Il caso Crisis: di scienza e coscienza civile
March 31, 2021 0 By Simone TarditiDi Crisis, un film di Nicholas Jarecki che segue tre filoni principali tra cui quello di un poliziotto infiltrato nel traffico illegale di psicofarmaci (Armie Hammer) e quello di una madre (Evangeline Lilly) alla ricerca di vendetta per il figlio, corriere della droga brutalmente ucciso, l’arco narrativo più interessante è rappresentato da quello che compie lo scienziato e professore universitario Tyrone Brower (Gary Oldman). Lo vediamo infatti combattere tra protocolli sanitari, il rapporto danni-benefici di una nuova medicina da immettere sul mercato, il dissidio interiore sul portare alla luce una verità, il resistere all’ondata di fango che lo colpisce una volta presa la decisione di mettersi contro tutti pur di restar fedele al giuramento ippocratico sul fare del bene e non del male al prossimo.
Deontologia professionale a discapito della vanagloria, dei corposi assegni, del rispetto dei colleghi, della tranquillità. Nel ribaltamento dei valori a cui è ormai andata incontro l’industria che, di fatto, stipendia il personaggio interpretato da Oldman, i soldi sono diventati più importanti della salute. Resosi conto di stare dando l’ok per la diffusione di un farmaco potenzialmente mortale, Brower si tira indietro. Solo che non può comportarsi così. A detta dei suoi superiori, egli ha stretto un patto che va oltre la collaborazione remunerata. Levando la sua firma e gettando un’ombra su tutta l’organizzazione, riceve in cambio quella che in gergo si definisce una shitstorm: viene fatta riaffiorare una vicenda di pseudo-molestia di cui lui è artefice ai danni di un’allieva e risultante in uno sputtanamento in pubblica piazza. Una macchinazione lesiva, questo è ciò che Brower ottiene per voler fare la cosa giusta. È interessante un aspetto di Crisis che viene gestito in secondo piano: la moglie di Brower viene mostrata incinta, ne deriva quindi che la maggiore consapevolezza del protagonista nei confronti del futuro può essere dovuta proprio dalla condizione della donna. Cercando di proteggere milioni di pazienti è come se volesse proteggere il mondo di domani, quello in cui vivrà il suo nascituro.

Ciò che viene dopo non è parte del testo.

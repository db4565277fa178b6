// Connection handling module
// Accepts a single TCP connection and serves HTTP/1.1 on it

use http_body_util::Full;
use hyper::body::{Bytes, Incoming};
use hyper::header;
use hyper::server::conn::http1;
use hyper::service::service_fn;
use hyper::{Request, Response, Version};
use hyper_util::rt::{TokioIo, TokioTimer};
use std::convert::Infallible;
use std::net::SocketAddr;
use std::sync::atomic::Ordering;
use std::sync::Arc;
use std::time::{Duration, Instant};

use crate::config::AppState;
use crate::http;
use crate::logger::{self, AccessLogEntry, AccessLogFormat};

/// Accept a connection, enforcing the connection limit.
///
/// Returns `false` when the connection was rejected.
pub fn accept_connection(
    stream: tokio::net::TcpStream,
    peer_addr: SocketAddr,
    state: &Arc<AppState>,
) -> bool {
    // Increment first, then check, so concurrent accepts cannot both slip in
    let prev_count = state.active_connections.fetch_add(1, Ordering::SeqCst);

    if let Some(max_conn) = state.config.performance.max_connections {
        if prev_count >= usize::try_from(max_conn).unwrap_or(usize::MAX) {
            state.active_connections.fetch_sub(1, Ordering::SeqCst);
            logger::log_warning(&format!(
                "Max connections reached: {prev_count}/{max_conn}. Connection from {peer_addr} rejected."
            ));
            drop(stream);
            return false;
        }
    }

    logger::log_connection_accepted(&peer_addr);
    handle_connection(stream, peer_addr, Arc::clone(state));
    true
}

/// Serve one connection in its own task.
///
/// `read_timeout` bounds how long a request's headers may take to arrive and
/// `write_timeout` bounds producing each response. A keep-alive connection
/// may outlive both. The connection counter is released when it ends.
fn handle_connection(stream: tokio::net::TcpStream, peer_addr: SocketAddr, state: Arc<AppState>) {
    tokio::spawn(async move {
        let io = TokioIo::new(stream);

        let performance = &state.config.performance;
        let mut builder = http1::Builder::new();
        builder.keep_alive(performance.keep_alive_timeout > 0);
        if performance.read_timeout > 0 {
            builder
                .timer(TokioTimer::new())
                .header_read_timeout(Duration::from_secs(performance.read_timeout));
        }

        let service_state = Arc::clone(&state);
        let conn = builder.serve_connection(
            io,
            service_fn(move |req| serve_request(req, peer_addr, Arc::clone(&service_state))),
        );

        if let Err(err) = conn.await {
            logger::log_connection_error(&err);
        }

        state.active_connections.fetch_sub(1, Ordering::SeqCst);
    });
}

async fn serve_request(
    req: Request<Incoming>,
    peer_addr: SocketAddr,
    state: Arc<AppState>,
) -> Result<Response<Full<Bytes>>, Infallible> {
    let started = Instant::now();

    // Request bodies are never read by a static server
    let (parts, _body) = req.into_parts();
    let req = Request::from_parts(parts, ());

    let write_timeout = state.config.performance.write_timeout;
    let response = if write_timeout > 0 {
        match tokio::time::timeout(
            Duration::from_secs(write_timeout),
            state.pipeline.handle(&req, false),
        )
        .await
        {
            Ok(response) => response,
            Err(_) => {
                logger::log_warning(&format!(
                    "Request {} from {peer_addr} timed out after {write_timeout} seconds",
                    req.uri().path()
                ));
                http::build_500_response()
            }
        }
    } else {
        state.pipeline.handle(&req, false).await
    };

    if state.config.logging.access_log {
        let format = AccessLogFormat::from_name(&state.config.logging.access_log_format);
        logger::log_access(
            &access_entry(&req, &response, peer_addr, started),
            format,
        );
    }

    Ok(response.map(Full::new))
}

fn access_entry(
    req: &Request<()>,
    response: &Response<Bytes>,
    peer_addr: SocketAddr,
    started: Instant,
) -> AccessLogEntry {
    let header_value = |name: header::HeaderName| {
        req.headers()
            .get(name)
            .and_then(|v| v.to_str().ok())
            .map(ToString::to_string)
    };

    let mut entry = AccessLogEntry::new(
        peer_addr.ip().to_string(),
        req.method().to_string(),
        req.uri().path().to_string(),
    );
    entry.query = req.uri().query().map(ToString::to_string);
    entry.http_version = version_label(req.version()).to_string();
    entry.status = response.status().as_u16();
    entry.body_bytes = response.body().len();
    entry.content_encoding = response
        .headers()
        .get(header::CONTENT_ENCODING)
        .and_then(|v| v.to_str().ok())
        .map(ToString::to_string);
    entry.referer = header_value(header::REFERER);
    entry.user_agent = header_value(header::USER_AGENT);
    entry.request_time_us = u64::try_from(started.elapsed().as_micros()).unwrap_or(u64::MAX);
    entry
}

fn version_label(version: Version) -> &'static str {
    match version {
        Version::HTTP_09 => "0.9",
        Version::HTTP_10 => "1.0",
        Version::HTTP_2 => "2.0",
        Version::HTTP_3 => "3.0",
        _ => "1.1",
    }
}

#[cfg(test)]
mod tests {
    use super::*;
    use hyper::StatusCode;

    #[test]
    fn test_access_entry_fields() {
        let req = Request::builder()
            .uri("/assets/app.js?v=3")
            .header(header::REFERER, "https://example.com/")
            .header(header::USER_AGENT, "curl/8.0")
            .body(())
            .unwrap();
        let mut response = Response::new(Bytes::from_static(b"body"));
        *response.status_mut() = StatusCode::OK;
        response
            .headers_mut()
            .insert(header::CONTENT_ENCODING, header::HeaderValue::from_static("gzip"));

        let peer: SocketAddr = "10.0.0.7:51234".parse().unwrap();
        let entry = access_entry(&req, &response, peer, Instant::now());

        assert_eq!(entry.remote_addr, "10.0.0.7");
        assert_eq!(entry.method, "GET");
        assert_eq!(entry.path, "/assets/app.js");
        assert_eq!(entry.query.as_deref(), Some("v=3"));
        assert_eq!(entry.status, 200);
        assert_eq!(entry.body_bytes, 4);
        assert_eq!(entry.content_encoding.as_deref(), Some("gzip"));
        assert_eq!(entry.referer.as_deref(), Some("https://example.com/"));
        assert_eq!(entry.user_agent.as_deref(), Some("curl/8.0"));
    }

    #[test]
    fn test_version_label() {
        assert_eq!(version_label(Version::HTTP_10), "1.0");
        assert_eq!(version_label(Version::HTTP_11), "1.1");
    }
}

Secondo (e non marginale) aspetto è il riferimento che si fa a Louis Pasteur, figura chiave della scienza moderna. Lo richiama alla memoria proprio Brower durante una lezione all’università, sottolineando quanto la dedizione e la perseveranza debbano essere il fuoco che alimenta la passione verso il proprio lavoro: Pasteur ha infatti dovuto attendere trent’anni prima di trovare le prove alle sue teorie, trent’anni cioè per raggiungere la meta prefissata. Paul Muni, camaleontico attore al pari di Gary Oldman, ha vestito i panni del microbiologo francese in una pellicola del 1936, La vita del dottor Pasteur, per la regia di William Dieterle. Vale la pena soffermarsi su questo film per la sua vicinanza con Crisis: entrambi i protagonisti vengono ritratti come minacce per la società, reietti da mettere sulla croce. Sì, i motivi sono diversi e opposto è il percorso (l’uno discendente, l’altro ascendente), ma Pasteur e Brower sono soggetti su cui il peso della responsabilità civile rischia di innescare un annientamento. A caro prezzo pagano l’andare in direzione opposta, ma al pari di altri illustri esempi storici (Galileo, su tutti), patiscono un’oppressione individuale per consentire un avanzamento collettivo. Nell’immediato, ne vale la pena? Forse no, ma poi sì.
Ingiusto flop dell’Era Covid, Crisis passerà in sordina, senza quasi lasciare traccia, anche in seguito ai recenti sviluppi legati alla persona di Armie Hammer. Per un film co-prodotto dallo stesso Gary Oldman, segno quindi di un suo concreto interesse per l’argomento trattato (l’attore tra l’altro non finanziava un film da vent’anni a questa parte), è un peccato.